(Saved entries)
^^^^^^^^

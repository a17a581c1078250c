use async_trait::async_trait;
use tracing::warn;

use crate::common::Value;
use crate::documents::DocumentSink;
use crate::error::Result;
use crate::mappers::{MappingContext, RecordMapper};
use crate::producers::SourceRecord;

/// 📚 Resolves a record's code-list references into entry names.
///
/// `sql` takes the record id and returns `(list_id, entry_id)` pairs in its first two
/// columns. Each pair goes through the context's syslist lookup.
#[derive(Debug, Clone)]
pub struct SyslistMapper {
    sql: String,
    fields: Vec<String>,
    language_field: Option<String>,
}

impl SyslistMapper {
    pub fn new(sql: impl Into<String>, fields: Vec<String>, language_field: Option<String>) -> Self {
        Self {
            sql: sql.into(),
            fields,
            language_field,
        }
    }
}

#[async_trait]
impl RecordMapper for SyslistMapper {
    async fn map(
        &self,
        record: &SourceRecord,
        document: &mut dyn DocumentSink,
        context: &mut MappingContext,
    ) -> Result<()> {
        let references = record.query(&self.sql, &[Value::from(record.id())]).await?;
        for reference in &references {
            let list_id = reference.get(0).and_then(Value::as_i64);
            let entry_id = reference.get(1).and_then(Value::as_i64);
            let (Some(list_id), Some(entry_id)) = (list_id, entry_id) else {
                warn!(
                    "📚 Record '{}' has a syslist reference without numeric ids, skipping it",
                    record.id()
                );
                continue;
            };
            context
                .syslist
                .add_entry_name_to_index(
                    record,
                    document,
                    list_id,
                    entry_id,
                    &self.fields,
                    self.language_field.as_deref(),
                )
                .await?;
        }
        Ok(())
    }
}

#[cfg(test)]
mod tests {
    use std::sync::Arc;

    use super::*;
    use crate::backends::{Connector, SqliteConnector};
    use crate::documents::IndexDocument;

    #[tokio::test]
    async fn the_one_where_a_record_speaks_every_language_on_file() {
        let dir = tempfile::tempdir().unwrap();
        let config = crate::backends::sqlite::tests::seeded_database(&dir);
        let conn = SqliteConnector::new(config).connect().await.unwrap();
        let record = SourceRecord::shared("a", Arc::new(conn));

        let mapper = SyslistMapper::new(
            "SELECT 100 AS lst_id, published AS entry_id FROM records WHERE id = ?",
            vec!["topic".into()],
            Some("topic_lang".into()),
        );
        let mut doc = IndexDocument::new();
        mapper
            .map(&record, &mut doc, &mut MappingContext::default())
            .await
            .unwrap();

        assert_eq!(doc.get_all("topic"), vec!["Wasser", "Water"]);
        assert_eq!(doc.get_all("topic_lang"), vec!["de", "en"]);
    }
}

^^^^^^^^

**The problem**
Return only the number of lines in the entries that contain the string "SourceRecord".

**Answer to the problem**
3